Intuitive Surgical, Inc. (NASDAQ:ISRG) investors experienced a steep decline in July 2023 as the company reported its second-quarter or FQ2 earnings release. Given its overvaluation, ISRG fell steeply even though the company posted a solid release, corroborating the improvement in procedure volume and leasing momentum undergirding its growth.
I had cautioned investors about the possibility of a steep decline if they continued chasing ISRG’s uptrend bias. Accordingly, ISRG collapsed more than 20% from its July highs to late August lows. As such, ISRG briefly entered a bear market before buyers returned aggressively, with ISRG’s price action indicating a validated bear trap (false downside breakdown). The extent of the selloff was significant, as buyers gave up nearly three months of gains in five weeks. Therefore, the capitulation leading to seller exhaustion preceding the bear trap didn’t surprise me.
Hence, I believe it’s apt for me to reassess whether the buying opportunity on ISRG makes sense now, notwithstanding the headwinds in China and on bariatric procedures. China’s tepid economic recovery has caused concerns about Intuitive’s ability to extend its international growth momentum, as US growth is expected to normalize from the second half of 2023. Accordingly, Intuitive’s updated midpoint guidance of 21% procedure growth for the full year suggests an 18% midpoint growth for the second half. As such, it’s way below the 26% and 22% growth Intuitive delivered in Q1 and Q2, respectively.
Furthermore, the ongoing anti-corruption drive could hinder Intuitive’s China growth recovery momentum, which could delay capital placements. In addition, the significant interest and growth seen in the diabetic drugs used for weight loss treatments could affect procedure volume in the short term. As such, the company anticipates a short-term impact on its weight loss procedures, as Novo Nordisk (NVO) and Eli Lilly (LLY) saw their stock surge, leading their healthcare peers. Hence, I assessed that investors are evaluating whether there could be a longer-term structural impact on its bariatric procedures, leading to possible downward revisions in its growth estimates.
Makes sense? I think so. Note that analysts’ estimates on Intuitive suggest robust growth metrics, which behooves the company to execute well. Accordingly, Intuitive is projected to deliver a revenue CAGR of 14.2% from FY22-25. Analysts also expect Intuitive to post an adjusted EBIT CAGR of 15.7% over the same period. Seeking Alpha Quant’s “B” growth grade underscores its growth stock profile, corroborating my observation.
However, its “F” valuation grade (the worst possible) suggests the market likely isn’t interested in hearing about “headwinds,” as ISRG is priced at a significant premium (relative to peers). I concur that its wide economic moat competitive advantage in robotic-assisted surgery demands a premium valuation. However, as the surge through ISRG’s July highs brought its valuation toward the overvaluation zone, buyers who chased it weren’t leaving any buffer for disappointment.
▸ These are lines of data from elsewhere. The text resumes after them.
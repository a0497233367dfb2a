//! Journey aggregate entity.
//!
//! A journey is one recorded trip. Every mutation is a pure function that
//! returns the next state together with the events it produced; persisting
//! both atomically is the repository's job.

use serde::{Deserialize, Serialize};

use super::{JourneyDetails, JourneyEvent};
use crate::domain::foundation::{DomainError, ErrorCode, JourneyId, Timestamp, UserId};

/// Journey aggregate - source of truth for distance projections.
///
/// # Invariants
///
/// - `id` is globally unique
/// - `details.arrival_time` is strictly after `details.start_time`
/// - `details.distance_km` is greater than zero
/// - only the owner may update or delete the journey
/// - `version` starts at 1 and grows by one with every persisted change
#[derive(Debug, Clone, PartialEq, Eq, Serialize, Deserialize)]
pub struct Journey {
    id: JourneyId,
    user_id: UserId,
    details: JourneyDetails,
    version: u32,
    created_at: Timestamp,
    updated_at: Timestamp,
}

impl Journey {
    /// Records a new journey.
    ///
    /// # Errors
    ///
    /// - `ValidationFailed` if the details break an invariant
    pub fn create(
        id: JourneyId,
        user_id: UserId,
        details: JourneyDetails,
        now: Timestamp,
    ) -> Result<(Self, Vec<JourneyEvent>), DomainError> {
        details.validate()?;

        let event = JourneyEvent::created(id, user_id.clone(), &details, now);
        let journey = Self {
            id,
            user_id,
            details,
            version: 1,
            created_at: now,
            updated_at: now,
        };
        Ok((journey, vec![event]))
    }

    /// Reconstitute a journey from persistence (no validation, no events).
    pub fn reconstitute(
        id: JourneyId,
        user_id: UserId,
        details: JourneyDetails,
        version: u32,
        created_at: Timestamp,
        updated_at: Timestamp,
    ) -> Self {
        Self {
            id,
            user_id,
            details,
            version,
            created_at,
            updated_at,
        }
    }

    // ───────────────────────────────────────────────────────────────
    // Accessors
    // ───────────────────────────────────────────────────────────────

    pub fn id(&self) -> JourneyId {
        self.id
    }

    pub fn user_id(&self) -> &UserId {
        &self.user_id
    }

    pub fn details(&self) -> &JourneyDetails {
        &self.details
    }

    /// Version of the stored row this state was read from or will become.
    pub fn version(&self) -> u32 {
        self.version
    }

    pub fn created_at(&self) -> Timestamp {
        self.created_at
    }

    pub fn updated_at(&self) -> Timestamp {
        self.updated_at
    }

    /// True if `user_id` owns this journey.
    pub fn is_owner(&self, user_id: &UserId) -> bool {
        &self.user_id == user_id
    }

    // ───────────────────────────────────────────────────────────────
    // Mutations
    // ───────────────────────────────────────────────────────────────

    /// Replaces the journey details.
    ///
    /// Identical details produce no event and leave `updated_at` and the
    /// version untouched.
    ///
    /// # Errors
    ///
    /// - `Forbidden` if `acting_user` is not the owner
    /// - `ValidationFailed` if the new details break an invariant
    pub fn update(
        &self,
        acting_user: &UserId,
        details: JourneyDetails,
        now: Timestamp,
    ) -> Result<(Self, Vec<JourneyEvent>), DomainError> {
        self.ensure_owner(acting_user)?;
        details.validate()?;

        if details == self.details {
            return Ok((self.clone(), Vec::new()));
        }

        let event =
            JourneyEvent::updated(self.id, self.user_id.clone(), &self.details, &details, now);
        let next = Self {
            details,
            version: self.version.saturating_add(1),
            updated_at: now,
            ..self.clone()
        };
        Ok((next, vec![event]))
    }

    /// Deletes the journey, returning the event describing what was removed.
    ///
    /// # Errors
    ///
    /// - `Forbidden` if `acting_user` is not the owner
    pub fn delete(
        &self,
        acting_user: &UserId,
        now: Timestamp,
    ) -> Result<Vec<JourneyEvent>, DomainError> {
        self.ensure_owner(acting_user)?;
        Ok(vec![JourneyEvent::deleted(
            self.id,
            self.user_id.clone(),
            &self.details,
            now,
        )])
    }

    // ───────────────────────────────────────────────────────────────
    // Private helpers
    // ───────────────────────────────────────────────────────────────

    fn ensure_owner(&self, acting_user: &UserId) -> Result<(), DomainError> {
        if !self.is_owner(acting_user) {
            return Err(DomainError::new(
                ErrorCode::Forbidden,
                "Only the owner can modify a journey",
            )
            .with_detail("journey_id", self.id.to_string())
            .with_detail("acting_user", acting_user.as_str()));
        }
        Ok(())
    }
}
Accordingly, ISRG’s forward EBITDA multiple has fallen closer to its 10Y average. It last traded at a forward EBITDA multiple of 32.9x, above its 10Y average of 30x. However, it has dropped markedly from the 40x it reached in July 2023 as sellers normalized its growth premium.
As seen above, ISRG buyers returned aggressively and staged an astute bear trap at its August lows ($280 level). However, the recovery attempt was rejected at its August highs ($320 level) and looks likely to be in the near-term resistance zone.
Therefore, I urge buyers to give ISRG buyers time to prove their conviction before returning, as ISRG isn’t priced at a discount. I’m keen to assess a possible re-test of its August lows and determine the robustness of its previous bear trap. If that level doesn’t hold, more pain could be in store as the market normalizes ISRG’s growth premium further before a more robust bottom can be ascertained.
As such, staying on the sidelines and watching how this battle unfolds is the appropriate strategy.
Rating: Maintain Hold. Please note that a Hold rating is equivalent to a Neutral or Market Perform rating.
Important note: Investors are reminded to do their due diligence and not rely on the information provided as financial advice. Please always apply independent thinking and note that the rating is not intended to time a specific entry/exit at the point of writing unless otherwise specified.